# [Exercise requirements]
In the records below, find the line with "-> Result<Self, SyncError>" and the line with "let pause = self.pause_after(&tick);". Print both exactly, along with every line between them, and no other line.

(Supplied data)

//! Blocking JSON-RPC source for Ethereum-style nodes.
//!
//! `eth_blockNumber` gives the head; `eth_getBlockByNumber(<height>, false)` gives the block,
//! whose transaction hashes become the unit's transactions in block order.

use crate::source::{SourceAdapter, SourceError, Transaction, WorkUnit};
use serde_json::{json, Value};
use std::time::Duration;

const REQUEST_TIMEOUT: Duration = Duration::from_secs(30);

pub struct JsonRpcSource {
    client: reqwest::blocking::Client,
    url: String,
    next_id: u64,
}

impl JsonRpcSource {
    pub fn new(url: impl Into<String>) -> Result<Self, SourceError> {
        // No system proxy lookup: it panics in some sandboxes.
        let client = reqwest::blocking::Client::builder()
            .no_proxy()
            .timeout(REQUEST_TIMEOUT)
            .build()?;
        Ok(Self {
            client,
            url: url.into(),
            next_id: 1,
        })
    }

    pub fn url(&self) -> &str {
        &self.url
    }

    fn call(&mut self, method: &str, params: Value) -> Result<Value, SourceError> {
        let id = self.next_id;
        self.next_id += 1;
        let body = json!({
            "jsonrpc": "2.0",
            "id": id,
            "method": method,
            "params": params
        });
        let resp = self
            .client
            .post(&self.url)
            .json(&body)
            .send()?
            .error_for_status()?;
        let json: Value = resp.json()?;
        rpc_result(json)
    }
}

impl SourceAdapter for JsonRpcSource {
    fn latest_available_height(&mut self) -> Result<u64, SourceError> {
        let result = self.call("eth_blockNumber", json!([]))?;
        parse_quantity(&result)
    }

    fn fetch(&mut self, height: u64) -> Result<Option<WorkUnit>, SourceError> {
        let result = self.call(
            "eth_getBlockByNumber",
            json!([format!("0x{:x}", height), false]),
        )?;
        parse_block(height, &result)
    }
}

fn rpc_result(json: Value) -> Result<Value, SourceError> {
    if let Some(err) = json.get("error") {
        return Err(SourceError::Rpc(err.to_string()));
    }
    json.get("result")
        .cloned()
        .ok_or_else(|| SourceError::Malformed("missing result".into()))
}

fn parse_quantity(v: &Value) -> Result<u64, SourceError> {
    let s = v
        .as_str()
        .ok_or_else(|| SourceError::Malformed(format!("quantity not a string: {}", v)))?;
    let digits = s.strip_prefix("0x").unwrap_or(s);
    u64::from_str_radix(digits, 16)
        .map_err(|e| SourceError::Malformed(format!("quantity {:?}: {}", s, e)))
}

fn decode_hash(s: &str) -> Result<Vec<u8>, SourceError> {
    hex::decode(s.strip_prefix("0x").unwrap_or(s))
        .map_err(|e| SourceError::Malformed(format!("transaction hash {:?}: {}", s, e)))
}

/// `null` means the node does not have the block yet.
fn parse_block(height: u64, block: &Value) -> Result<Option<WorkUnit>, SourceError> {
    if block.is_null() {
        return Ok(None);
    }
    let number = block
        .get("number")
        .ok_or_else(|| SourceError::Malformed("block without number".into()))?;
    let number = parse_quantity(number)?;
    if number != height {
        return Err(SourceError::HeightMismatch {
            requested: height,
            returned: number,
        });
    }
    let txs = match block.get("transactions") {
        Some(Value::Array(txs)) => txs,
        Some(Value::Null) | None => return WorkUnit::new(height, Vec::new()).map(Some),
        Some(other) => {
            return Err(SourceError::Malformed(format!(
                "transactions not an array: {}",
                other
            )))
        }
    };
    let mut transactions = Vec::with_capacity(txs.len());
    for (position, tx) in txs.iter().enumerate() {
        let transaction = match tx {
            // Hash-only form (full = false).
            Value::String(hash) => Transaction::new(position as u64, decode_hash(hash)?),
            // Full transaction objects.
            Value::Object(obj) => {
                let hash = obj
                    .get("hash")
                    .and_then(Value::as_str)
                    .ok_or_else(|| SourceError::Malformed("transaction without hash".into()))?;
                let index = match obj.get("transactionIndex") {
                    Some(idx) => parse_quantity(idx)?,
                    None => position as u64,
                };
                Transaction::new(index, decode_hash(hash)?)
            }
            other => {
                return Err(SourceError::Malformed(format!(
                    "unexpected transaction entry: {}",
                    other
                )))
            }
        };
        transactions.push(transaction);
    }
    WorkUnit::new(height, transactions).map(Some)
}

(End Supplied data)
(Supplied data)

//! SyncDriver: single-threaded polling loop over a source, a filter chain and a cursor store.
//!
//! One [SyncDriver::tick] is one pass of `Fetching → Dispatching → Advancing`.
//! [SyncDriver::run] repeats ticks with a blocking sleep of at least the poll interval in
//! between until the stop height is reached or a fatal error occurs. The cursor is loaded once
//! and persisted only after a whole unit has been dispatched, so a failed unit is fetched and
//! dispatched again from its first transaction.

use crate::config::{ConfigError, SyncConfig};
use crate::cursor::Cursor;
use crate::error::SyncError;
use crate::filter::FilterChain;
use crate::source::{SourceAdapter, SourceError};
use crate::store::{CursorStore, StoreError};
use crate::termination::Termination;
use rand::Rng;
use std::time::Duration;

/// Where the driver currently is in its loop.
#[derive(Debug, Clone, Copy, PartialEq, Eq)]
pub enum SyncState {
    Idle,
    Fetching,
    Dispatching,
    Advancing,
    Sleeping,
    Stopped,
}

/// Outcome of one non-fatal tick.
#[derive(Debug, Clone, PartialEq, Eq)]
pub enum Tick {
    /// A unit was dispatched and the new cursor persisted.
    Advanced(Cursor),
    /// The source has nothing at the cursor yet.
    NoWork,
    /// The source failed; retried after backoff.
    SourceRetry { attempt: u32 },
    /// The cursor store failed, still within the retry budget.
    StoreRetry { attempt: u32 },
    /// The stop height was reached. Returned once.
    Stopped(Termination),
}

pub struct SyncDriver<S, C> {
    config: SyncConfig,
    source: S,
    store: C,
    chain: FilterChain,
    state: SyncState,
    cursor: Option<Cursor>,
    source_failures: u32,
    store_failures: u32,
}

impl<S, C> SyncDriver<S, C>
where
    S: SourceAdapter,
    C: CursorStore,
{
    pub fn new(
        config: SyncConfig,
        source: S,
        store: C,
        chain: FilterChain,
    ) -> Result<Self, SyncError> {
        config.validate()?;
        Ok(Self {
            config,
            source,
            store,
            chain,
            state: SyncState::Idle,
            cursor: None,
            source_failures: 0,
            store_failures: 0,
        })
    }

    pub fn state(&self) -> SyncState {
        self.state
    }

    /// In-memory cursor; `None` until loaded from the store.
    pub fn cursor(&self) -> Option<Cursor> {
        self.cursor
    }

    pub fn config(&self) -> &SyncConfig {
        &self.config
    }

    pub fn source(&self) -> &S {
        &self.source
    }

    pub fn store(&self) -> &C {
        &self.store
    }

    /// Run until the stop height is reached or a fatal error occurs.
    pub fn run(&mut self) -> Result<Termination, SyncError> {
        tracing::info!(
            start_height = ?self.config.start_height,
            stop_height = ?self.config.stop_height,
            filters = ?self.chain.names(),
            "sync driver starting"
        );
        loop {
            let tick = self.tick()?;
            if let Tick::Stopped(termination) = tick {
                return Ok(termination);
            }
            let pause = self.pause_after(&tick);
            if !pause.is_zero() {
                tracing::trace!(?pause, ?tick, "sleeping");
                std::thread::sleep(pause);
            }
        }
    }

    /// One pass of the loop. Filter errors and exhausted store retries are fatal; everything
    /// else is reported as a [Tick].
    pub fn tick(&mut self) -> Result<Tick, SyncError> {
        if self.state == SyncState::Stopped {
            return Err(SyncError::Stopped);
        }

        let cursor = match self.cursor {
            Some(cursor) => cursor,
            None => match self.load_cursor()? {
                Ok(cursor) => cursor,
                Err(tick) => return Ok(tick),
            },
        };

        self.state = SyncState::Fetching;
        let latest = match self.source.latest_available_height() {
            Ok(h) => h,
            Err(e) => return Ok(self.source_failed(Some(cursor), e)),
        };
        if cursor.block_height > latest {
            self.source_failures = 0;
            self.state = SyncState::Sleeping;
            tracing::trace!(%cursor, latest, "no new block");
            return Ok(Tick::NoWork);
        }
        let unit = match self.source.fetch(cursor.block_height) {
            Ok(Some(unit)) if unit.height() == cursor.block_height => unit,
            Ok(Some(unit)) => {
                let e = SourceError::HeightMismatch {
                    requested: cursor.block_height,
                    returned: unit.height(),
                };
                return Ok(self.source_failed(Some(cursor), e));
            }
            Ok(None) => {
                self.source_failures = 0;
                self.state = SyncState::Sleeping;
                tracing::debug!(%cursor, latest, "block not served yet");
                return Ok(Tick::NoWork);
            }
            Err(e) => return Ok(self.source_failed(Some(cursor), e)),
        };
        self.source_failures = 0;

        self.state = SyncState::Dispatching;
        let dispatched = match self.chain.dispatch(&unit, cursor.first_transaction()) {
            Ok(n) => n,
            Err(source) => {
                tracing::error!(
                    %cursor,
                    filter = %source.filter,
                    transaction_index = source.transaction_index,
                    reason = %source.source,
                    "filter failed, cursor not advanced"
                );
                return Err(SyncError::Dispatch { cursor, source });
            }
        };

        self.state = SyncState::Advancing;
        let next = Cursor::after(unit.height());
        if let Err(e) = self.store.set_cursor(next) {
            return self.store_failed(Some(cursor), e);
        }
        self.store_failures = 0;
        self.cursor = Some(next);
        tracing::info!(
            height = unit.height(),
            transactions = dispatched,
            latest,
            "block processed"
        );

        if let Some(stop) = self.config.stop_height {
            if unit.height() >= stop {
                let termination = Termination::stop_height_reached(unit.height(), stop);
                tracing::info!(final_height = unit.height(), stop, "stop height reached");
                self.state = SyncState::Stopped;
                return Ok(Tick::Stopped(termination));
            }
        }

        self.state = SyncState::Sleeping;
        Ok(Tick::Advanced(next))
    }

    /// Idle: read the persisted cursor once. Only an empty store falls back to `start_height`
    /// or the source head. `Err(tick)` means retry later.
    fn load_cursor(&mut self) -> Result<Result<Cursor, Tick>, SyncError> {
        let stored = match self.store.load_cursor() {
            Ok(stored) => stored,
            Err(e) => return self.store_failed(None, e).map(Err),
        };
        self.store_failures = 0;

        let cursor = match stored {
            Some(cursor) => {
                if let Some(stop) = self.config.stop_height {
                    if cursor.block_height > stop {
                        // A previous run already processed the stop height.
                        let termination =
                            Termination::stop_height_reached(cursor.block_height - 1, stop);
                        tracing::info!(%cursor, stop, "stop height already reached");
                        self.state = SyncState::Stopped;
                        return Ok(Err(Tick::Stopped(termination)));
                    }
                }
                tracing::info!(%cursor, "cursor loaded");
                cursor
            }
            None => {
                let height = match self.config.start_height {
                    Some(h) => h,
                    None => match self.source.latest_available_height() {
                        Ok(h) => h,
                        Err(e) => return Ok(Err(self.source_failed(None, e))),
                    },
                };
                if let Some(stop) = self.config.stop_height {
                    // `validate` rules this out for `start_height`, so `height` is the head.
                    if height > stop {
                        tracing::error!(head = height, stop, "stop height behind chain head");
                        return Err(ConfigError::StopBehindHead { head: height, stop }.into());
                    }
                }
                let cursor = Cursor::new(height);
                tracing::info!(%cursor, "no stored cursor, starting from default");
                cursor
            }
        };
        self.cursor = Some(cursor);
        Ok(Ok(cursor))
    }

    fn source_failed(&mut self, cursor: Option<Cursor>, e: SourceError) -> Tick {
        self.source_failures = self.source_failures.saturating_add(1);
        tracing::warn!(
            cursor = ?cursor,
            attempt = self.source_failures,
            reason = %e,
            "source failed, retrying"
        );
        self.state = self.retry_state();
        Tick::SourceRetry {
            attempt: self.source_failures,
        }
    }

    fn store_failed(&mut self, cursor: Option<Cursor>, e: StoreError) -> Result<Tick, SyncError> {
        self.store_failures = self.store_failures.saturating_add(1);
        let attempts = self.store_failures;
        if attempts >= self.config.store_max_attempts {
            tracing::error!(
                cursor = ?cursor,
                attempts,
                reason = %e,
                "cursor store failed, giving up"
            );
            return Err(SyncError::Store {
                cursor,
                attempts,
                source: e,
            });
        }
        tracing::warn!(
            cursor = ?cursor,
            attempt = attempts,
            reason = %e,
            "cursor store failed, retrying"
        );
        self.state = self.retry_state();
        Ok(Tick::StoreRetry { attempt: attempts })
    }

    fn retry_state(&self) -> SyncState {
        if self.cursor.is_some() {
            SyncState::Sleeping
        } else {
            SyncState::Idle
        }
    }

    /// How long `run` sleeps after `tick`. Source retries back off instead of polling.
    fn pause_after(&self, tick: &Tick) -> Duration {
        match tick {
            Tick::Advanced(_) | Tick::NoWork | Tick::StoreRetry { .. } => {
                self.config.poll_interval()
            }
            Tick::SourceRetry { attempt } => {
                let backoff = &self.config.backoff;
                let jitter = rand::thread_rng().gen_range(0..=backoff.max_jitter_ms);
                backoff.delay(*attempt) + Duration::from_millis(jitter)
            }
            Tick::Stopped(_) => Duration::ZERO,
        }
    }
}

(End Supplied data)
(Supplied data)

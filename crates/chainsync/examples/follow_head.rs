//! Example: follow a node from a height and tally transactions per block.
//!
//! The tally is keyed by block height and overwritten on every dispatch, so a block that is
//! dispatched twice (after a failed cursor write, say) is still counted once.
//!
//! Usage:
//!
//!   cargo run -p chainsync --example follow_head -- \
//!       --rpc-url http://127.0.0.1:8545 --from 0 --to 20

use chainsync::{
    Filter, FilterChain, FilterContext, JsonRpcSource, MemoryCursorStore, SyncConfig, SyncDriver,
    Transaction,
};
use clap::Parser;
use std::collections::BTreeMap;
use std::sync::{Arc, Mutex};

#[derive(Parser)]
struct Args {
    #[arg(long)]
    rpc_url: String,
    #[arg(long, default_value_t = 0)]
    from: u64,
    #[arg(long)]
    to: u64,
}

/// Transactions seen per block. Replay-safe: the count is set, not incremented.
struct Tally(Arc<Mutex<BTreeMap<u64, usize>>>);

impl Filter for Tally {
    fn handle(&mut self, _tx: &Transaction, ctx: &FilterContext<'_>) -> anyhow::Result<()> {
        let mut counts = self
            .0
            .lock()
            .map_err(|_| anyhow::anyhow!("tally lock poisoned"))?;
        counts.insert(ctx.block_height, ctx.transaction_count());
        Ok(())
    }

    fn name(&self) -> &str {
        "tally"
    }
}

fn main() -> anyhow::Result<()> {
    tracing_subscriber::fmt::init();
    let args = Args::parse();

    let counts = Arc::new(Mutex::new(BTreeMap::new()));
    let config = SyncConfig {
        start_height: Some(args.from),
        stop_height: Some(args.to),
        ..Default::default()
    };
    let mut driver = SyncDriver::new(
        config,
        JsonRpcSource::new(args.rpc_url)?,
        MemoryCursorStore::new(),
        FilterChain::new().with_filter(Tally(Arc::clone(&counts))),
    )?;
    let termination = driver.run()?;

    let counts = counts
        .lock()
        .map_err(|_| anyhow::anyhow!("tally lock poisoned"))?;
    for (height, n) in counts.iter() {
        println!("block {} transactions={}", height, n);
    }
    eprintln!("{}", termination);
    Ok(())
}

(End Supplied data)

# [Task result]
    ) -> Result<Self, SyncError> {
        config.validate()?;
        Ok(Self {
            config,
            source,
            store,
            chain,
            state: SyncState::Idle,
            cursor: None,
            source_failures: 0,
            store_failures: 0,
        })
    }

    pub fn state(&self) -> SyncState {
        self.state
    }

    /// In-memory cursor; `None` until loaded from the store.
    pub fn cursor(&self) -> Option<Cursor> {
        self.cursor
    }

    pub fn config(&self) -> &SyncConfig {
        &self.config
    }

    pub fn source(&self) -> &S {
        &self.source
    }

    pub fn store(&self) -> &C {
        &self.store
    }

    /// Run until the stop height is reached or a fatal error occurs.
    pub fn run(&mut self) -> Result<Termination, SyncError> {
        tracing::info!(
            start_height = ?self.config.start_height,
            stop_height = ?self.config.stop_height,
            filters = ?self.chain.names(),
            "sync driver starting"
        );
        loop {
            let tick = self.tick()?;
            if let Tick::Stopped(termination) = tick {
                return Ok(termination);
            }
            let pause = self.pause_after(&tick);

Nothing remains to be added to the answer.